**Exercise description**:
Below are the records; collect from them each line containing the string "completed".
═══ Records provided
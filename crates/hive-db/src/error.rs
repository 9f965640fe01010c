//! Error types for the data layer.
//!
//! All errors are propagated via [`DbError`] which wraps the underlying
//! [`sqlx`] and [`fred`] errors with additional context about which
//! operation failed.

/// Errors that can occur in the data layer.
#[derive(Debug, thiserror::Error)]
pub enum DbError {
    /// A `PostgreSQL` operation failed.
    #[error("PostgreSQL error: {0}")]
    Postgres(#[from] sqlx::Error),

    /// A `PostgreSQL` migration failed.
    #[error("PostgreSQL migration error: {0}")]
    Migration(#[from] sqlx::migrate::MigrateError),

    /// A `Dragonfly`/Redis operation failed.
    #[error("Dragonfly error: {0}")]
    Dragonfly(#[from] fred::error::Error),

    /// A serialization or deserialization error.
    #[error("Serialization error: {0}")]
    Serialization(#[from] serde_json::Error),

    /// A key was not found in the store.
    #[error("Key not found: {0}")]
    KeyNotFound(String),

    /// A document was inserted without an `_id` field.
    #[error("document inserted into {kind} has no _id")]
    MissingId {
        /// Document kind of the rejected insert.
        kind: &'static str,
    },

    /// A configuration error.
    #[error("Configuration error: {0}")]
    Config(String),
}
//! Persistence layer for the Hive tick engine.
//!
//! The tick engine talks to storage only through the traits in [`store`].
//! Writes are staged per document kind in a [`BulkWriter`], which folds
//! every logical operation on one document into a single physical write.
//!
//! # Architecture
//!
//! ```text
//! Tick Execution
//!     |
//!     +-- Snapshot reads ------> WorldDataSource  (Memory | Dragonfly)
//!     |
//!     +-- Mutation flush ------> BulkWriter -> DocumentStore
//!     |                          SideChannelStore (event log, map view)
//!     |
//!     +-- History listener ----> HistoryStore     (Memory | PostgreSQL)
//! ```
//!
//! # Modules
//!
//! - [`document`] -- Document kinds and combined update operations
//! - [`bulk`] -- Per-kind bulk writer and flushed batches
//! - [`store`] -- Persistence traits and raw document bundles
//! - [`memory`] -- In-memory implementation of every trait
//! - [`dragonfly`] -- `Dragonfly` hot world store
//! - [`postgres`] -- `PostgreSQL` connection pool
//! - [`history_store`] -- `PostgreSQL` history and side-channel archive
//! - [`error`] -- Shared error types

pub mod bulk;
pub mod document;
pub mod dragonfly;
pub mod error;
pub mod history_store;
pub mod memory;
pub mod postgres;
pub mod store;

// Re-export primary types for convenience.
pub use bulk::{BulkBatch, BulkOperation, BulkWriter};
pub use document::{DocumentKind, DocumentUpdate};
pub use dragonfly::DragonflyStore;
pub use error::DbError;
pub use history_store::PostgresHistoryStore;
pub use memory::MemoryStore;
pub use postgres::{PostgresConfig, PostgresPool};
pub use store::{
    DocumentStore, EnvKey, EnvironmentStore, GlobalDocuments, HistoryChunk, HistoryStore,
    IntentStore, RoomDocuments, SideChannelStore, WorldDataSource, WorldStore,
};
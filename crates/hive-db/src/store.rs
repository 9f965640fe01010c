//! Persistence collaborator interfaces.
//!
//! The tick engine depends only on these traits, never on a storage
//! engine's query language. Implementations:
//!
//! | Trait | [`MemoryStore`] | [`DragonflyStore`] | [`PostgresHistoryStore`] |
//! |-------|:---:|:---:|:---:|
//! | [`DocumentStore`] | x | x | |
//! | [`WorldDataSource`] | x | x | |
//! | [`IntentStore`] | x | x | |
//! | [`SideChannelStore`] | x | x | x |
//! | [`HistoryStore`] | x | | x |
//! | [`EnvironmentStore`] | x | x | |
//!
//! [`MemoryStore`]: crate::memory::MemoryStore
//! [`DragonflyStore`]: crate::dragonfly::DragonflyStore
//! [`PostgresHistoryStore`]: crate::history_store::PostgresHistoryStore

use std::collections::BTreeMap;
use std::future::Future;

use hive_types::RoomName;
use serde::{Deserialize, Serialize};
use serde_json::Value;

use crate::bulk::BulkBatch;
use crate::error::DbError;

// ---------------------------------------------------------------------------
// Raw documents
// ---------------------------------------------------------------------------

/// Raw documents of one room, as stored.
#[derive(Debug, Clone, Default, PartialEq)]
pub struct RoomDocuments {
    /// Room metadata document.
    pub room_info: Option<Value>,
    /// Object documents.
    pub objects: Vec<Value>,
    /// Documents of users owning objects in the room.
    pub users: Vec<Value>,
    /// Encoded terrain string.
    pub terrain: Option<String>,
    /// Flag documents.
    pub flags: Vec<Value>,
    /// Power creeps spawned in the room.
    pub power_creeps: Vec<Value>,
    /// Raw intents submitted for the room.
    pub intents: Option<Value>,
}

/// Raw documents read by the global pass.
#[derive(Debug, Clone, Default, PartialEq)]
pub struct GlobalDocuments {
    /// Objects with a pending `interRoom` move.
    pub inter_room_creeps: Vec<Value>,
    /// All room metadata documents.
    pub rooms: Vec<Value>,
    /// Power banks and other globally processed objects.
    pub special_objects: Vec<Value>,
    /// Market orders.
    pub orders: Vec<Value>,
    /// Users.
    pub users: Vec<Value>,
    /// Power creeps.
    pub power_creeps: Vec<Value>,
    /// Raw global user intents.
    pub user_intents: Option<Value>,
}

/// A completed history chunk of one room.
#[derive(Debug, Clone, PartialEq, Serialize, Deserialize)]
pub struct HistoryChunk {
    /// Room the chunk belongs to.
    pub room: RoomName,
    /// First tick of the chunk.
    pub base: u64,
    /// Wall-clock time the chunk was closed, epoch ms.
    pub timestamp: i64,
    /// Per-tick payloads: full state at `base`, diffs afterwards.
    pub ticks: BTreeMap<u64, Value>,
}

// ---------------------------------------------------------------------------
// Environment keys
// ---------------------------------------------------------------------------

/// Well-known environment keys.
#[derive(Debug, Clone, Copy, PartialEq, Eq, Hash)]
pub enum EnvKey {
    /// Current game time.
    GameTime,
    /// Pause flag for the driving loop.
    MainLoopPaused,
    /// Duration of the last tick in ms.
    TickDuration,
    /// CPU limit per tick.
    CpuMaxPerTick,
    /// CPU bucket size.
    CpuBucketSize,
}

impl EnvKey {
    /// Stored key name.
    pub const fn as_str(self) -> &'static str {
        match self {
            Self::GameTime => "gameTime",
            Self::MainLoopPaused => "mainLoopPaused",
            Self::TickDuration => "tickDuration",
            Self::CpuMaxPerTick => "cpuMaxPerTick",
            Self::CpuBucketSize => "cpuBucketSize",
        }
    }
}

// ---------------------------------------------------------------------------
// Traits
// ---------------------------------------------------------------------------

/// Applies flushed bulk batches.
pub trait DocumentStore: Send + Sync {
    /// Execute every operation of `batch`.
    fn apply_bulk(&self, batch: BulkBatch) -> impl Future<Output = Result<(), DbError>> + Send;
}

/// Reads the documents snapshot builders assemble.
pub trait WorldDataSource: Send + Sync {
    /// Load everything stored for `room`.
    fn load_room(
        &self,
        room: &RoomName,
    ) -> impl Future<Output = Result<RoomDocuments, DbError>> + Send;

    /// Load the cross-room documents.
    fn load_global(&self) -> impl Future<Output = Result<GlobalDocuments, DbError>> + Send;

    /// Rooms to process this tick, sorted.
    fn list_active_rooms(&self) -> impl Future<Output = Result<Vec<RoomName>, DbError>> + Send;
}

/// Stores and clears raw intent payloads.
pub trait IntentStore: Send + Sync {
    /// Replace the raw intents of `room`.
    fn save_room_intents(
        &self,
        room: &RoomName,
        intents: Value,
    ) -> impl Future<Output = Result<(), DbError>> + Send;

    /// Replace the raw global user intents.
    fn save_user_intents(&self, intents: Value) -> impl Future<Output = Result<(), DbError>> + Send;

    /// Drop the processed intents of `room`.
    fn clear_room_intents(&self, room: &RoomName)
    -> impl Future<Output = Result<(), DbError>> + Send;

    /// Drop the processed global intents.
    fn clear_user_intents(&self) -> impl Future<Output = Result<(), DbError>> + Send;
}

/// Persists side-channel payloads tagged with room and tick.
pub trait SideChannelStore: Send + Sync {
    /// Store the event log of `room` at `tick`.
    fn save_event_log(
        &self,
        room: &RoomName,
        tick: u64,
        payload: Value,
    ) -> impl Future<Output = Result<(), DbError>> + Send;

    /// Store the map view of `room` at `tick`.
    fn save_map_view(
        &self,
        room: &RoomName,
        tick: u64,
        payload: Value,
    ) -> impl Future<Output = Result<(), DbError>> + Send;
}

/// Persists completed history chunks.
pub trait HistoryStore: Send + Sync {
    /// Store one chunk.
    fn save_history_chunk(
        &self,
        chunk: HistoryChunk,
    ) -> impl Future<Output = Result<(), DbError>> + Send;
}

/// Simple key-value environment settings.
pub trait EnvironmentStore: Send + Sync {
    /// Read a value.
    fn get(&self, key: EnvKey) -> impl Future<Output = Result<Option<String>, DbError>> + Send;

    /// Write a value.
    fn set(&self, key: EnvKey, value: String) -> impl Future<Output = Result<(), DbError>> + Send;
}

/// Everything the tick engine needs from one backing store.
pub trait WorldStore:
    DocumentStore + WorldDataSource + IntentStore + SideChannelStore + EnvironmentStore
{
}

impl<T> WorldStore for T where
    T: DocumentStore + WorldDataSource + IntentStore + SideChannelStore + EnvironmentStore
{
}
══════
**Your response**:
/// A completed history chunk of one room.
/// Persists completed history chunks.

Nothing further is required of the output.